> PROBLEM TO SOLVE:
Repeat word for word the opening stretch of the entries, from the first line through the line containing "components in [0, 1].".
──────── EXERCISE MATERIAL
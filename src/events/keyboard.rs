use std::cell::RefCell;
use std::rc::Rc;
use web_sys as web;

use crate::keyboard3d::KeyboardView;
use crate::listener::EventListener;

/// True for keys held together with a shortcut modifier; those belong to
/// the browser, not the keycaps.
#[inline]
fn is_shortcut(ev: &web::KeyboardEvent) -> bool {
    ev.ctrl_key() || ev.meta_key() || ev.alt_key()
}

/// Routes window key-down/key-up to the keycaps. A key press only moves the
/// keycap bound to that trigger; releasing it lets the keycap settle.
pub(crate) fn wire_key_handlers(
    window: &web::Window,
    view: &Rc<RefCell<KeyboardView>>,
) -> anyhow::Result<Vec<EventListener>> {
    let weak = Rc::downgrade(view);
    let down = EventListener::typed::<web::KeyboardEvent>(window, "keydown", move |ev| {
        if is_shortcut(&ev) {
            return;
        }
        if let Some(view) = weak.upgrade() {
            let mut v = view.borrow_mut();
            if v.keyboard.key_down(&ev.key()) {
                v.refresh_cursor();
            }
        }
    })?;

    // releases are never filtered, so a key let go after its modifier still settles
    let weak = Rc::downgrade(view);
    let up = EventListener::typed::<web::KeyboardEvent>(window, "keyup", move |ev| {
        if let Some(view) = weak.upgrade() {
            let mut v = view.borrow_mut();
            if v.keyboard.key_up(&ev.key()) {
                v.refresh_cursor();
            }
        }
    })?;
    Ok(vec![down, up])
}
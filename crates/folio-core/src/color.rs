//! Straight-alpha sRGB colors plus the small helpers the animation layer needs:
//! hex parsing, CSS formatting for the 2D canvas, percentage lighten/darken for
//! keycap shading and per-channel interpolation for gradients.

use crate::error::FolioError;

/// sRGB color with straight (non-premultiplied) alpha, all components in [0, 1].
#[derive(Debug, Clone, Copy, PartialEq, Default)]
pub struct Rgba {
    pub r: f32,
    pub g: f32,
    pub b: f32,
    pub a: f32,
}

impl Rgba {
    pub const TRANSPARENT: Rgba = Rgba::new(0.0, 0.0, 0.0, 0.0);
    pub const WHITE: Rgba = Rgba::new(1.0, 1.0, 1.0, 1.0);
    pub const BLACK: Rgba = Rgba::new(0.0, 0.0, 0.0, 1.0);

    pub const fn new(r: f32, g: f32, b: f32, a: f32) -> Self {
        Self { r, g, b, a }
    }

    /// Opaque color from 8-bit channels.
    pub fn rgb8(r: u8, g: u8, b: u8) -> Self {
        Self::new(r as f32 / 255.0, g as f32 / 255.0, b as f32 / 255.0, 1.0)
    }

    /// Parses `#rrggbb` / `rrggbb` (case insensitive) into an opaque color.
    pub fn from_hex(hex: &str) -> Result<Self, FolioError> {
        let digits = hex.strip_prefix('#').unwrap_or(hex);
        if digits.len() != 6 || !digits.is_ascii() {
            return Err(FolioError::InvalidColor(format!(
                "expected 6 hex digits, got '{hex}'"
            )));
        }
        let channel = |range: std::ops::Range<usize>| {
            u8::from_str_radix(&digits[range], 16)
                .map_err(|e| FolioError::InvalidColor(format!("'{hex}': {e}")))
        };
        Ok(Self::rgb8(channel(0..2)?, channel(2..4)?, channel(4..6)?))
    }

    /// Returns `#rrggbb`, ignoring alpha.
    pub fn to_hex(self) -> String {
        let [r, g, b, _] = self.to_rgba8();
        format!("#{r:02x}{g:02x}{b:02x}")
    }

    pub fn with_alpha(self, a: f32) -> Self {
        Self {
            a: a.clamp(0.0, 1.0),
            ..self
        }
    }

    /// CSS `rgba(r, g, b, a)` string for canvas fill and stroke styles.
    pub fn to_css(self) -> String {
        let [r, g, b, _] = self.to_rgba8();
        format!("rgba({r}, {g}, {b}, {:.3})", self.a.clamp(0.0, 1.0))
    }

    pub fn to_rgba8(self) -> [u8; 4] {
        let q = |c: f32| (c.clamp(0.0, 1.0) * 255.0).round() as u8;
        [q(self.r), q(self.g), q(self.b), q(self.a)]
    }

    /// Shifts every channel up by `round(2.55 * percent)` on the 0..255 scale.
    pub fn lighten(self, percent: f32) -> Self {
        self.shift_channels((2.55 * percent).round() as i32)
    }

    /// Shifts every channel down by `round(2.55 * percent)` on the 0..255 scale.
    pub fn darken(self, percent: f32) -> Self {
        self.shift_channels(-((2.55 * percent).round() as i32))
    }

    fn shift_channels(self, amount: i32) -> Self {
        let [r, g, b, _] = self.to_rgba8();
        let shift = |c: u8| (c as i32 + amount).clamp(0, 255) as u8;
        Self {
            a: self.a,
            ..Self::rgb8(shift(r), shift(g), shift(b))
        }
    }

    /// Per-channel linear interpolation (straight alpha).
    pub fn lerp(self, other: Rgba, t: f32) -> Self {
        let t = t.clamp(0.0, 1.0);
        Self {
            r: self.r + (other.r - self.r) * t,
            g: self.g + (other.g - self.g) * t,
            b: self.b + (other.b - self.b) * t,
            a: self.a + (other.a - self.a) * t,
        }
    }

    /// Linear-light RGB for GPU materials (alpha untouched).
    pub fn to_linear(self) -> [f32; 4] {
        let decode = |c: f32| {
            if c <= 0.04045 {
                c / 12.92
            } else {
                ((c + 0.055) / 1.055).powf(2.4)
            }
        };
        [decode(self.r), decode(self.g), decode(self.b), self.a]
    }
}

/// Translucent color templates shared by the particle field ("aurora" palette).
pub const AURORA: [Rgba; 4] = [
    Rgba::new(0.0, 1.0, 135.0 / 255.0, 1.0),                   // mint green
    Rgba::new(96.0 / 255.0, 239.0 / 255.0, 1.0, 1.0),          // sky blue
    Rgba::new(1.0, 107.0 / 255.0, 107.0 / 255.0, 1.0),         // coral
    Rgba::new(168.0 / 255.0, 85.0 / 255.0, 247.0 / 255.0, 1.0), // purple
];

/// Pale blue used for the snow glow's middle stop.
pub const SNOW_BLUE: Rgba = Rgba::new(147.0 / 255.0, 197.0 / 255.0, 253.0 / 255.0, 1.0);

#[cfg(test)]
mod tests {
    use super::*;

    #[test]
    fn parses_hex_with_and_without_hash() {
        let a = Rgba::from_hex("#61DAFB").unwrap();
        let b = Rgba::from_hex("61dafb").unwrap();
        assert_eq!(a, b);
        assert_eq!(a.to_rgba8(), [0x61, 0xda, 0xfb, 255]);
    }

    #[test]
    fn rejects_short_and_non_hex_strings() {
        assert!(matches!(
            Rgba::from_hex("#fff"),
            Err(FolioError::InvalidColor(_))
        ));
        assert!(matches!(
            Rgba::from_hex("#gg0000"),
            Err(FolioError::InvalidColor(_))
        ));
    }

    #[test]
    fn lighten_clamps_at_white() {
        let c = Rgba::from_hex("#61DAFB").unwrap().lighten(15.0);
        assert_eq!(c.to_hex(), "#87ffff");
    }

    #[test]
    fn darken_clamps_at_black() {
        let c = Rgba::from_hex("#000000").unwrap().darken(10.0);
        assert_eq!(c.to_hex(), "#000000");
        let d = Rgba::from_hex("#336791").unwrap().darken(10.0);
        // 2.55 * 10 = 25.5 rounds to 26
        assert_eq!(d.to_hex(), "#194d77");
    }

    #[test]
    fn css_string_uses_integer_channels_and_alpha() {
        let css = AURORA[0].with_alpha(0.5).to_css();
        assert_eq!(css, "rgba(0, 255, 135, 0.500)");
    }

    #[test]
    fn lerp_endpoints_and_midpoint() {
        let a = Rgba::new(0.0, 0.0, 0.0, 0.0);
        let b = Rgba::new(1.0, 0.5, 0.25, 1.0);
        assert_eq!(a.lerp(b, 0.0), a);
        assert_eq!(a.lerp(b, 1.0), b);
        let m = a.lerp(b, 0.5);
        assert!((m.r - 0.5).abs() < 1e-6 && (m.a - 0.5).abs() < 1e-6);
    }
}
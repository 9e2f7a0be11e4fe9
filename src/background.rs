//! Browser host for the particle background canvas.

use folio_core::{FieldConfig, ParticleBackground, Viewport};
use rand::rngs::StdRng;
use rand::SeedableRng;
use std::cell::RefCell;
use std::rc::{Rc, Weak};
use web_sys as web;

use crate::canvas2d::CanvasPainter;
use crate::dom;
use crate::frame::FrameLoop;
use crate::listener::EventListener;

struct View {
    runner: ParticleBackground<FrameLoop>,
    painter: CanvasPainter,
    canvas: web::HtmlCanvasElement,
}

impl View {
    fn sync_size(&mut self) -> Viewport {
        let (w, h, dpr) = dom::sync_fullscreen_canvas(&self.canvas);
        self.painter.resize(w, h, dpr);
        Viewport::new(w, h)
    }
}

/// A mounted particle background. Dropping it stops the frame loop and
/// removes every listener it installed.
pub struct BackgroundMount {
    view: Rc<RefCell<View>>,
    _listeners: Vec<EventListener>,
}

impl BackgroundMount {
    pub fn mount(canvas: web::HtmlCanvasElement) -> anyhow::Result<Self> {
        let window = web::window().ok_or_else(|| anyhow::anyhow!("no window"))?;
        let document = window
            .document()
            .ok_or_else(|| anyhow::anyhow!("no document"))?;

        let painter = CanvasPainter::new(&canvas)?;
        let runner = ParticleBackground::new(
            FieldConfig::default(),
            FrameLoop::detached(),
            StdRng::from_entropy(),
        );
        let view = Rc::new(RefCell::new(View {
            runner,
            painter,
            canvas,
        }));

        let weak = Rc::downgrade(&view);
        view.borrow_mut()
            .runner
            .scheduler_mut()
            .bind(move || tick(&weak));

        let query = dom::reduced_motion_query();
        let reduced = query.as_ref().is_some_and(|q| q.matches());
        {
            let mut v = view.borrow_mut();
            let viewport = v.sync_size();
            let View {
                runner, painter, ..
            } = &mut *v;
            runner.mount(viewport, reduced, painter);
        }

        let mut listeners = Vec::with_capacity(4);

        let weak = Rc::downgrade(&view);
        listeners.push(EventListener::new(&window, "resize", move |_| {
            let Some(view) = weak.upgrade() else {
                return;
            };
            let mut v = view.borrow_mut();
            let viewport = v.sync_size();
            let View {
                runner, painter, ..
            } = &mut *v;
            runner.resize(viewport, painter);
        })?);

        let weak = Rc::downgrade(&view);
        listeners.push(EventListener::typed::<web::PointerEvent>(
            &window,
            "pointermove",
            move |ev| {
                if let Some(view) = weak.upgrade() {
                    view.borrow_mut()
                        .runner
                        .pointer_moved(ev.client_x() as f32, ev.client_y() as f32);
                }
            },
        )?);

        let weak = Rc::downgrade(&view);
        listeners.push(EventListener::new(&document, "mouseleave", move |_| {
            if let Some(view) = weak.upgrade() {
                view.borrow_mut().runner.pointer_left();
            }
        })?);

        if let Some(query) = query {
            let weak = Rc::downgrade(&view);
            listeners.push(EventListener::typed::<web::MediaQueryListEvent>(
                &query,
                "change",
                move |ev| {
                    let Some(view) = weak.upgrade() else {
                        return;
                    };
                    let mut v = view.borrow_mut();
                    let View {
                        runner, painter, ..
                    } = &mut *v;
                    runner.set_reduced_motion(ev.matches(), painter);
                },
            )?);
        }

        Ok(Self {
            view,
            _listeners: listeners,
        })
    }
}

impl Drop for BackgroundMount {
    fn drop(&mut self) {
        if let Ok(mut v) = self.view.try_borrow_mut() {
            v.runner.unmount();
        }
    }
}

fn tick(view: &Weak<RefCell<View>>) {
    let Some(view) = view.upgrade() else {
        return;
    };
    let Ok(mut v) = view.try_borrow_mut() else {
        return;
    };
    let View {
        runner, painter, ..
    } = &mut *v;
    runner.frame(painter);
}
────────────────
> ANSWER TO THE EXERCISE:
filename src/events/keyboard.rs
use std::cell::RefCell;
use std::rc::Rc;
use web_sys as web;

use crate::keyboard3d::KeyboardView;
use crate::listener::EventListener;

/// True for keys held together with a shortcut modifier; those belong to
/// the browser, not the keycaps.
#[inline]
fn is_shortcut(ev: &web::KeyboardEvent) -> bool {
    ev.ctrl_key() || ev.meta_key() || ev.alt_key()
}

/// Routes window key-down/key-up to the keycaps. A key press only moves the
/// keycap bound to that trigger; releasing it lets the keycap settle.
pub(crate) fn wire_key_handlers(
    window: &web::Window,
    view: &Rc<RefCell<KeyboardView>>,
) -> anyhow::Result<Vec<EventListener>> {
    let weak = Rc::downgrade(view);
    let down = EventListener::typed::<web::KeyboardEvent>(window, "keydown", move |ev| {
        if is_shortcut(&ev) {
            return;
        }
        if let Some(view) = weak.upgrade() {
            let mut v = view.borrow_mut();
            if v.keyboard.key_down(&ev.key()) {
                v.refresh_cursor();
            }
        }
    })?;

    // releases are never filtered, so a key let go after its modifier still settles
    let weak = Rc::downgrade(view);
    let up = EventListener::typed::<web::KeyboardEvent>(window, "keyup", move |ev| {
        if let Some(view) = weak.upgrade() {
            let mut v = view.borrow_mut();
            if v.keyboard.key_up(&ev.key()) {
                v.refresh_cursor();
            }
        }
    })?;
    Ok(vec![down, up])
}
filename crates/folio-core/src/color.rs
//! Straight-alpha sRGB colors plus the small helpers the animation layer needs:
//! hex parsing, CSS formatting for the 2D canvas, percentage lighten/darken for
//! keycap shading and per-channel interpolation for gradients.

use crate::error::FolioError;

/// sRGB color with straight (non-premultiplied) alpha, all components in [0, 1].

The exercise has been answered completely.